*** Given entries Section Begins ***
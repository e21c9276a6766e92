//! Channel entity and repository trait.
//!
//! A channel is scoped to exactly one group.

use async_trait::async_trait;
use chrono::{DateTime, Utc};
use serde::{Deserialize, Serialize};

use crate::shared::error::AppError;

/// A named message channel inside a group.
#[derive(Debug, Clone, Serialize, Deserialize)]
pub struct Channel {
    pub id: i64,
    pub group_id: i64,
    pub name: String,
    pub created_at: DateTime<Utc>,
}

/// Repository trait for Channel data access operations.
#[async_trait]
pub trait ChannelRepository: Send + Sync {
    /// Find a channel by ID.
    async fn find_by_id(&self, id: i64) -> Result<Option<Channel>, AppError>;

    /// Create a channel inside a group.
    async fn create(&self, group_id: i64, name: &str) -> Result<Channel, AppError>;

    /// List the channels of a group.
    async fn by_group(&self, group_id: i64) -> Result<Vec<Channel>, AppError>;
}
//! CORS Middleware Configuration

use tower_http::cors::{Any, CorsLayer};

use crate::config::CorsSettings;

/// Create CORS layer from settings
pub fn create_cors_layer(settings: &CorsSettings) -> CorsLayer {
    let origins: Vec<_> = settings
        .allowed_origins
        .iter()
        .filter_map(|o| o.parse().ok())
        .collect();

    if origins.is_empty() {
        CorsLayer::new()
            .allow_origin(Any)
            .allow_methods(Any)
            .allow_headers(Any)
    } else {
        CorsLayer::new()
            .allow_origin(origins)
            .allow_methods(Any)
            .allow_headers(Any)
            .max_age(std::time::Duration::from_secs(3600))
    }
}
//! # Configuration Module
//!
//! This module handles application configuration loading and management.
//! Configuration can be loaded from:
//! - Environment variables (prefixed with APP__)
//! - Configuration files (config/default.toml, config/{environment}.toml)
//! - .env files (via dotenvy)
//!
//! ## Usage
//!
//! ```rust,ignore
//! use parley::config::Settings;
//!
//! let settings = Settings::load()?;
//! println!("Server will listen on {}:{}", settings.server.host, settings.server.port);
//! ```

mod settings;

pub use settings::*;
*** Given entries Section Ends ***
### Exercise instructions
Only one span is wanted. It runs from the first line of the listing through the line with "message channel inside a group.", and each line must match exactly.

### Problem solution
repository e21c9276a6766e92
//! Channel entity and repository trait.
//!
//! A channel is scoped to exactly one group.

use async_trait::async_trait;
use chrono::{DateTime, Utc};
use serde::{Deserialize, Serialize};

use crate::shared::error::AppError;

/// A named message channel inside a group.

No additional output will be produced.